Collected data
★ ★ ★ ★ ★ ★ ★

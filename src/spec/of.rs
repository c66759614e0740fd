//! Structural descent: shapes (objects) and collections (arrays).

use std::sync::Arc;

use indexmap::IndexMap;
use serde_json::Value;

use crate::context::Context;
use crate::error::{Collector, Failures, Outcome, RawFailure, SpecError};
use crate::keys;

use super::{EvalOptions, Spec, SpecRef};

/// Stand-in for absent fields.
static ABSENT: Value = Value::Null;

/// What `of` descends into, chosen once at construction time.
#[derive(Debug, Clone)]
pub enum Of {
    /// Named fields of an object, evaluated in declaration order.
    Shape(IndexMap<String, SpecRef>),
    /// Every element of an array, against one element spec.
    Collection(SpecRef),
}

impl Of {
    /// A shape descriptor from `(key, spec)` pairs.
    ///
    /// Declaration order is evaluation order. A repeated key keeps its first
    /// position and its last spec.
    pub fn shape<I, K, S>(fields: I) -> Self
    where
        I: IntoIterator<Item = (K, S)>,
        K: Into<String>,
        S: Into<SpecRef>,
    {
        Of::Shape(
            fields
                .into_iter()
                .map(|(key, member)| (key.into(), member.into()))
                .collect(),
        )
    }

    /// A collection descriptor for arrays whose elements satisfy `element`.
    pub fn collection(element: impl Into<SpecRef>) -> Self {
        Of::Collection(element.into())
    }

    pub(crate) fn evaluate<'v>(
        &self,
        value: &'v Value,
        options: &EvalOptions<'v>,
    ) -> Option<Failures<'v>> {
        match self {
            Of::Shape(fields) => evaluate_shape(fields, value, options),
            Of::Collection(element) => evaluate_collection(element, value, options),
        }
    }
}

/// The list form of a collection descriptor: exactly one element spec.
impl TryFrom<Vec<SpecRef>> for Of {
    type Error = SpecError;

    fn try_from(mut members: Vec<SpecRef>) -> Result<Self, Self::Error> {
        match members.len() {
            1 => Ok(Of::Collection(members.remove(0))),
            found => Err(SpecError::CollectionArity { found }),
        }
    }
}

/// Builder for shape descriptors whose fields mix specs and lazy references.
///
/// # Example
///
/// ```rust
/// use specimen::spec::{self, Shape};
/// use specimen::validators::{any, string};
///
/// fn user() -> specimen::Spec {
///     Shape::new()
///         .field("name", spec::flow([string::is_string(), any::required()]))
///         .field("best_friend", spec::lazy(user))
///         .build()
/// }
///
/// let _spec = user();
/// ```
#[derive(Debug, Clone, Default)]
pub struct Shape {
    fields: IndexMap<String, SpecRef>,
}

impl Shape {
    /// An empty shape.
    pub fn new() -> Self {
        Self::default()
    }

    /// Declares a field. Fields are evaluated in the order they are declared.
    pub fn field(mut self, key: impl Into<String>, member: impl Into<SpecRef>) -> Self {
        self.fields.insert(key.into(), member.into());
        self
    }

    /// The descriptor built so far.
    pub fn descriptor(self) -> Of {
        Of::Shape(self.fields)
    }

    /// Finishes into a spec.
    pub fn build(self) -> Spec {
        super::of(self.descriptor())
    }
}

fn evaluate_shape<'v>(
    fields: &IndexMap<String, SpecRef>,
    value: &'v Value,
    options: &EvalOptions<'v>,
) -> Option<Failures<'v>> {
    let mut collector = Collector::new(options.until_fail);

    for (key, member) in fields {
        let child = value.get(key.as_str()).unwrap_or(&ABSENT);
        let context = Context::new(key.as_str(), value, options.context.clone());
        let Some(child_options) = options.descend(member, child, context) else {
            continue;
        };
        collector.absorb(evaluate_member(member, child, &child_options));

        if collector.should_stop() {
            break;
        }
    }

    collector.finish()
}

fn evaluate_collection<'v>(
    element: &SpecRef,
    value: &'v Value,
    options: &EvalOptions<'v>,
) -> Option<Failures<'v>> {
    // Array-ness is asserted by a type validator composed alongside, not here.
    let items = value.as_array()?;
    let mut collector = Collector::new(options.until_fail);

    for (index, item) in items.iter().enumerate() {
        let context = Context::new(index, value, options.context.clone());
        let Some(item_options) = options.descend(element, item, context) else {
            continue;
        };
        collector.absorb(evaluate_member(element, item, &item_options));

        if collector.should_stop() {
            break;
        }
    }

    collector.finish()
}

fn evaluate_member<'v>(
    member: &SpecRef,
    value: &'v Value,
    options: &EvalOptions<'v>,
) -> Option<Failures<'v>> {
    match member.resolve() {
        Some(spec) => spec.evaluate(value, options),
        None => Some(Failures::single(RawFailure::new(
            Outcome::new(keys::spec::MISSING_REFERENCE),
            value,
            options.context.clone(),
        ))),
    }
}

impl<'v> EvalOptions<'v> {
    /// Options for evaluating `member` against `child` at `context`.
    ///
    /// None when `child` is absent and `member` is a lazy reference already
    /// resolved for absent data on this branch.
    fn descend(
        &self,
        member: &SpecRef,
        child: &Value,
        context: Context<'v>,
    ) -> Option<EvalOptions<'v>> {
        let mut absent_trail = Vec::new();
        if child.is_null() {
            absent_trail.clone_from(&self.absent_trail);
            if let SpecRef::Lazy(lazy) = member {
                let id = lazy.id();
                if absent_trail.contains(&id) {
                    return None;
                }
                absent_trail.push(id);
            }
        }

        Some(EvalOptions {
            context: Some(Arc::new(context)),
            until_fail: self.until_fail,
            absent_trail,
        })
    }
}

#[cfg(test)]
mod tests {
    use super::*;
    use crate::spec::{compose, flow, lazy, recursive, shape};
    use crate::validators::{any, number};
    use serde_json::json;

    fn required() -> Spec {
        flow([any::required()])
    }

    fn paths(failures: &Failures<'_>) -> Vec<String> {
        failures
            .iter()
            .map(|f| f.context().map(|c| c.path().to_string()).unwrap_or_default())
            .collect()
    }

    #[test]
    fn test_shape_visits_keys_in_declaration_order() {
        let shape = Of::shape([("z", required()), ("a", required()), ("m", required())]);
        let value = json!({});

        let failures = shape.evaluate(&value, &EvalOptions::exhaustive()).unwrap();
        assert_eq!(paths(&failures), vec!["z", "a", "m"]);
    }

    #[test]
    fn test_shape_short_circuits_until_fail() {
        let shape = Of::shape([("a", required()), ("b", required())]);
        let value = json!({});

        let failures = shape.evaluate(&value, &EvalOptions::first_failure()).unwrap();
        assert_eq!(paths(&failures), vec!["a"]);
    }

    #[test]
    fn test_shape_on_non_object_reads_absent_fields() {
        let shape = Of::shape([("a", required())]);
        let value = json!(42);

        let failures = shape.evaluate(&value, &EvalOptions::exhaustive()).unwrap();
        assert!(failures.first().value.is_null());
        assert_eq!(failures.first().context().unwrap().current(), Some(&json!(42)));
    }

    #[test]
    fn test_collection_ignores_non_arrays() {
        let items = Of::collection(required());
        for value in [json!(null), json!({"0": null}), json!("abc"), json!(3)] {
            assert!(items.evaluate(&value, &EvalOptions::exhaustive()).is_none());
        }
    }

    #[test]
    fn test_collection_tags_indices() {
        let items = Of::collection(flow([number::ge(0)]));
        let value = json!([1, -1, 2, -2]);

        let failures = items.evaluate(&value, &EvalOptions::exhaustive()).unwrap();
        assert_eq!(paths(&failures), vec!["[1]", "[3]"]);

        let ctx = failures.first().context().unwrap();
        assert!(std::ptr::eq(ctx.current().unwrap(), &value));
    }

    #[test]
    fn test_empty_collection_is_valid() {
        let items = Of::collection(required());
        assert!(items.evaluate(&json!([]), &EvalOptions::exhaustive()).is_none());
    }

    #[test]
    fn test_list_descriptor_requires_one_element() {
        assert!(Of::try_from(vec![SpecRef::from(required())]).is_ok());
        assert_eq!(
            Of::try_from(Vec::<SpecRef>::new()).unwrap_err(),
            SpecError::CollectionArity { found: 0 }
        );
        assert_eq!(
            Of::try_from(vec![SpecRef::from(required()), SpecRef::from(lazy(required))]).unwrap_err(),
            SpecError::CollectionArity { found: 2 }
        );
    }

    #[test]
    fn test_builder_accepts_lazy_members() {
        let shape = Shape::new()
            .field("a", required())
            .field("b", lazy(required))
            .descriptor();
        let value = json!({"a": 1});

        let failures = shape.evaluate(&value, &EvalOptions::exhaustive()).unwrap();
        assert_eq!(paths(&failures), vec!["b"]);
    }

    fn address() -> Spec {
        compose([required(), shape([("city", required())])]).unwrap()
    }

    #[test]
    fn test_lazy_member_matches_eager_member_on_null() {
        let eager = Of::shape([("address", address())]);
        let deferred = Of::shape([("address", lazy(address))]);

        for value in [json!(null), json!({}), json!({"address": {}})] {
            let expected = eager.evaluate(&value, &EvalOptions::exhaustive()).map(|f| paths(&f));
            let actual = deferred.evaluate(&value, &EvalOptions::exhaustive()).map(|f| paths(&f));
            assert_eq!(actual, expected, "{value}");
        }
        let failures = deferred.evaluate(&json!(null), &EvalOptions::exhaustive()).unwrap();
        assert_eq!(paths(&failures), vec!["address", "address.city"]);
    }

    #[test]
    fn test_lazy_collection_element_on_null_item() {
        let items = Of::collection(lazy(required));
        let value = json!([1, null]);
        let failures = items.evaluate(&value, &EvalOptions::exhaustive()).unwrap();
        assert_eq!(paths(&failures), vec!["[1]"]);
    }

    #[test]
    fn test_dropped_recursive_reference_is_reported() {
        let mut escaped = None;
        let node = recursive(|me| {
            escaped = Some(me.clone());
            shape([("next", me)])
        });
        drop(node);

        let orphan = Of::shape([("next", escaped.unwrap())]);
        let value = json!({"next": {}});
        let failures = orphan.evaluate(&value, &EvalOptions::exhaustive()).unwrap();
        assert_eq!(failures.keys(), vec![keys::spec::MISSING_REFERENCE]);
        assert_eq!(paths(&failures), vec!["next"]);
    }
}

★ ★ ★ ★ ★ ★ ★

▶ _INSTRUCTIONS FOR THE TASK_
The lines above, from the first through the one containing "in declaration order.", must be restated word for word, with nothing added.

▶ _SOLUTION TO THIS EXERCISE_
filename src/spec/of.rs
repository c66759614e0740fd
//! Structural descent: shapes (objects) and collections (arrays).

use std::sync::Arc;

use indexmap::IndexMap;
use serde_json::Value;

use crate::context::Context;
use crate::error::{Collector, Failures, Outcome, RawFailure, SpecError};
use crate::keys;

use super::{EvalOptions, Spec, SpecRef};

/// Stand-in for absent fields.
static ABSENT: Value = Value::Null;

/// What `of` descends into, chosen once at construction time.
#[derive(Debug, Clone)]
pub enum Of {
    /// Named fields of an object, evaluated in declaration order.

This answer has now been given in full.